Comment trouver un débouché pour un produit aussi répandu que le gaz carbonique ? Aussi étonnant que cela puisse paraître, les industries utilisatrices de CO2 n’en trouvent pas toujours sur le marché. « Des ruptures d’approvisionnement ont lieu sur le marché parce que des lignes de production d’ammoniac d’usines d’engrais sont parfois en maintenance ou à l’arrêt », a précisé Baptiste Dubois. « La source de CO2 se tarit. Au lieu de fabriquer l’ammoniac (pour les engrais azotés) dans les usines européennes, des industriels des fertilisants achètent l’ammoniac tout fait en provenance d’Australie ou de pays du Golfe », a complété Pascal Rol, ingénieur d’affaires de biométhane de GRDF pour le Grand Est. « Le CO2, qui était disponible, à prix modéré, devient rare, car la stratégie du secteur des engrais a changé », a-t-il ajouté.

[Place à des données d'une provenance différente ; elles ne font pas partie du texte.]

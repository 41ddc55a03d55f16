//! English pluralization for identifiers.

const IRREGULAR: &[(&str, &str)] = &[
    ("child", "children"),
    ("person", "people"),
    ("man", "men"),
    ("woman", "women"),
    ("mouse", "mice"),
    ("goose", "geese"),
    ("foot", "feet"),
    ("tooth", "teeth"),
    ("datum", "data"),
];

/// Pluralize the last word of an identifier, keeping the rest untouched.
///
/// ```
/// use kiln_core::pluralize;
///
/// assert_eq!(pluralize("OrderItem"), "OrderItems");
/// assert_eq!(pluralize("Child"), "Children");
/// assert_eq!(pluralize("category"), "categories");
/// ```
pub fn pluralize(identifier: &str) -> String {
    if identifier.is_empty() {
        return String::new();
    }

    let start = last_word_start(identifier);
    let (head, word) = identifier.split_at(start);
    format!("{}{}", head, pluralize_word(word))
}

fn pluralize_word(word: &str) -> String {
    let lower = word.to_lowercase();

    if let Some((_, plural)) = IRREGULAR.iter().find(|(singular, _)| *singular == lower) {
        let uppercase_first = word.chars().next().is_some_and(|c| c.is_uppercase());
        return if uppercase_first {
            let mut chars = plural.chars();
            match chars.next() {
                Some(c) => c.to_uppercase().chain(chars).collect(),
                None => String::new(),
            }
        } else {
            (*plural).to_string()
        };
    }

    if ["s", "x", "z", "ch", "sh"].iter().any(|s| lower.ends_with(s)) {
        return format!("{}es", word);
    }

    if lower.ends_with('y') && !ends_with_vowel_y(&lower) {
        return format!("{}ies", &word[..word.len() - 1]);
    }

    format!("{}s", word)
}

fn ends_with_vowel_y(lower: &str) -> bool {
    let mut rev = lower.chars().rev();
    rev.next();
    matches!(rev.next(), Some('a' | 'e' | 'i' | 'o' | 'u'))
}

/// Byte index where the last word of an identifier begins.
fn last_word_start(identifier: &str) -> usize {
    let mut start = 0;
    let mut after_lower = false;
    for (i, c) in identifier.char_indices() {
        if matches!(c, '_' | '-' | ' ') {
            start = i + c.len_utf8();
            after_lower = false;
            continue;
        }
        if after_lower && c.is_ascii_uppercase() {
            start = i;
        }
        after_lower = c.is_ascii_lowercase() || (c.is_ascii_digit() && after_lower);
    }
    start
}
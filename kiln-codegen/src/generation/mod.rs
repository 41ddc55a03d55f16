//! Generation outputs and file management.
//!
//! - [`generate`] - Render every planned class through a stack adapter
//! - [`FileRegistry`] - Collect artifacts and write them to disk
//! - [`ImportCollector`] - Import tracking and deduplication for renderers

mod generator;
mod imports;
mod registry;

pub use generator::{GenerationOutcome, SkippedArtifact, generate};
pub use imports::ImportCollector;
pub use registry::{FileEntry, FileRegistry, PreviewEntry, WriteStats};
//! Django model renderer.

use kiln_codegen::{
    builder::CodeBuilder,
    generators::{ClassPlan, EntityField, FieldKind},
    relations::{EndKind, RelationEnd},
};
use kiln_core::ArtifactKind;
use kiln_ir::SemanticType;

use super::DJANGO_DB;
use crate::{
    py::{Scope, ident, quote},
    type_mapper::{id_field, model_field},
    vocabulary::on_delete,
};

/// `<app>/models/<class>.py`.
pub struct ModelPy<'a> {
    plan: &'a ClassPlan,
}

impl<'a> ModelPy<'a> {
    pub fn new(plan: &'a ClassPlan) -> Self {
        Self { plan }
    }

    pub fn render(&self) -> String {
        let mut scope = Scope::new(self.plan, ArtifactKind::Entity);
        let entity = &self.plan.entity;
        scope.import(DJANGO_DB, "models");

        let mut body = CodeBuilder::python();
        body.push_block(
            &format!("class {}(models.Model):", entity.class_name),
            None,
            |b| {
                for field in &entity.fields {
                    self.push_field(&mut scope, b, field);
                }
                if self.plan.service.history {
                    b.push_line("history = models.JSONField(default=list, blank=True, db_column=\"history\")");
                }

                b.push_blank().push_block("class Meta:", None, |b| {
                    b.push_line(&format!("db_table = {}", table_name(&entity.schema, &entity.table_name)));
                });

                if let Some(state) = entity.fields_of(FieldKind::State).next() {
                    let enum_name = scope.state_enum();
                    if let Some(module) = scope.state_module() {
                        scope.import(&module, "can_transition");
                    }
                    let current = ident(&state.name);
                    b.push_blank().push_block(
                        &format!("def can_transition_to(self, target: {}) -> bool:", enum_name),
                        None,
                        |b| {
                            b.push_line(&format!(
                                "return self.{} is None or can_transition(self.{}, target)",
                                current, current
                            ));
                        },
                    );
                }
                if self.plan.service.history {
                    scope.import("django.utils", "timezone");
                    b.push_blank().push_block(
                        "def add_history_entry(self, action: str, actor: str | None, note: str) -> None:",
                        None,
                        |b| {
                            b.push_line("self.history = [");
                            b.push_indent()
                                .push_line("*(self.history or []),")
                                .push_line("{");
                            b.push_indent()
                                .push_line("\"action\": action,")
                                .push_line("\"actor\": actor,")
                                .push_line("\"note\": note,")
                                .push_line("\"recorded_at\": timezone.now().isoformat(),");
                            b.push_dedent().push_line("},");
                            b.push_dedent().push_line("]");
                        },
                    );
                }
            },
        );

        format!("{}{}", scope.header(), body.build())
    }

    fn push_field(&self, scope: &mut Scope, b: &mut CodeBuilder, field: &EntityField) {
        if let Some(end) = &field.relation {
            self.push_relation(b, field, end);
            return;
        }

        let name = ident(&field.name);
        let (class, fixed): (&str, &[&str]) = match field.kind {
            FieldKind::Id => {
                let id = &self.plan.entity.id;
                let (class, fixed) = id_field(id.strategy, id.id_type);
                if fixed.contains(&"default=uuid4") {
                    scope.import("uuid", "uuid4");
                }
                (class, fixed)
            }
            FieldKind::CreatedAt => ("DateTimeField", &["auto_now_add=True"]),
            FieldKind::UpdatedAt => ("DateTimeField", &["auto_now=True"]),
            FieldKind::Version => ("IntegerField", &["default=0"]),
            FieldKind::DeletedAt => ("DateTimeField", &[]),
            FieldKind::CreatedBy | FieldKind::UpdatedBy => ("CharField", &["max_length=255"]),
            FieldKind::State => ("CharField", &["max_length=64"]),
            FieldKind::Attribute | FieldKind::Relation => {
                model_field(field.ty.semantic().unwrap_or(SemanticType::String))
            }
        };

        let mut args: Vec<String> = fixed.iter().map(|a| a.to_string()).collect();
        if field.kind == FieldKind::State {
            let enum_name = scope.state_enum();
            if enum_name != "str" {
                args.push(format!("choices={}.choices", enum_name));
            }
        }
        if field.unique && field.kind != FieldKind::Id {
            args.push("unique=True".into());
        }
        if field.nullable {
            args.push("null=True".into());
            args.push("blank=True".into());
        }
        args.push(format!("db_column={}", quote(&field.column)));
        b.push_line(&format!("{} = models.{}({})", name, class, args.join(", ")));
    }

    /// Foreign keys and owning many-to-many sides. The other sides are the
    /// reverse accessors Django derives from `related_name`.
    fn push_relation(&self, b: &mut CodeBuilder, field: &EntityField, end: &RelationEnd) {
        let name = ident(&field.name);
        let related_name = end
            .inverse
            .as_deref()
            .map_or_else(|| quote("+"), |inverse| quote(&ident(inverse)));

        match end.kind {
            EndKind::ManyToOne => {
                let handler = on_delete(end.cascade).unwrap_or(if field.nullable {
                    "models.SET_NULL"
                } else {
                    "models.PROTECT"
                });
                let mut args = vec![
                    quote(&end.target),
                    format!("on_delete={}", handler),
                    format!("related_name={}", related_name),
                ];
                if field.nullable {
                    args.push("null=True".into());
                    args.push("blank=True".into());
                }
                args.push(format!(
                    "db_column={}",
                    quote(end.join_column.as_deref().unwrap_or(&field.column))
                ));
                b.push_line(&format!("{} = models.ForeignKey({})", name, args.join(", ")));
            }
            EndKind::ManyToMany if end.is_owning() => {
                let mut args = vec![
                    quote(&end.target),
                    format!("related_name={}", related_name),
                    "blank=True".to_string(),
                ];
                if let Some(table) = &end.join_table {
                    args.push(format!("db_table={}", quote(&table.name)));
                }
                b.push_line(&format!("{} = models.ManyToManyField({})", name, args.join(", ")));
            }
            EndKind::ManyToMany | EndKind::OneToMany => {}
        }
    }
}

/// `db_table` value; tables outside `public` carry a quoted schema prefix.
fn table_name(schema: &str, table: &str) -> String {
    if schema == "public" {
        quote(table)
    } else {
        format!("'\"{}\".\"{}\"'", schema, table)
    }
}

Ces industries qui demandent du CO2

Des industries fort diverses demandent du CO2. À commencer par les serres maraîchères pour doper la croissance des plantes et les abattoirs pour étourdir les volailles. Ensuite les industries agroalimentaires : il faut du gaz carbonique pour gazéifier les boissons et assurer la sécurité sanitaire des barquettes de viande. Citons une production d’algues qui est en train de se développer pour élaborer des substances de biocontrôle. L’industrie du recyclage des déchets de béton a besoin de CO2 pour dissoudre le liant (un projet est en cours actuellement). De même pour les teintureries, pour qu’elles rejettent des eaux de lavage moins basiques. Un nouvel usage apparaît : un appareil attire les moustiques et les asphyxie avec le CO2. Le débouché massif qui arrivera demain sera celui du méthane de synthèse (on combine CO2 et hydrogène) et des carburants de synthèse pour avions et pour le transport maritime. Mais ces fabrications d’hydrocarbures seront réalisées dans de grandes usines, approvisionnées plutôt par des industries qui génèrent du gaz carbonique massivement, comme les usines d’éthanol.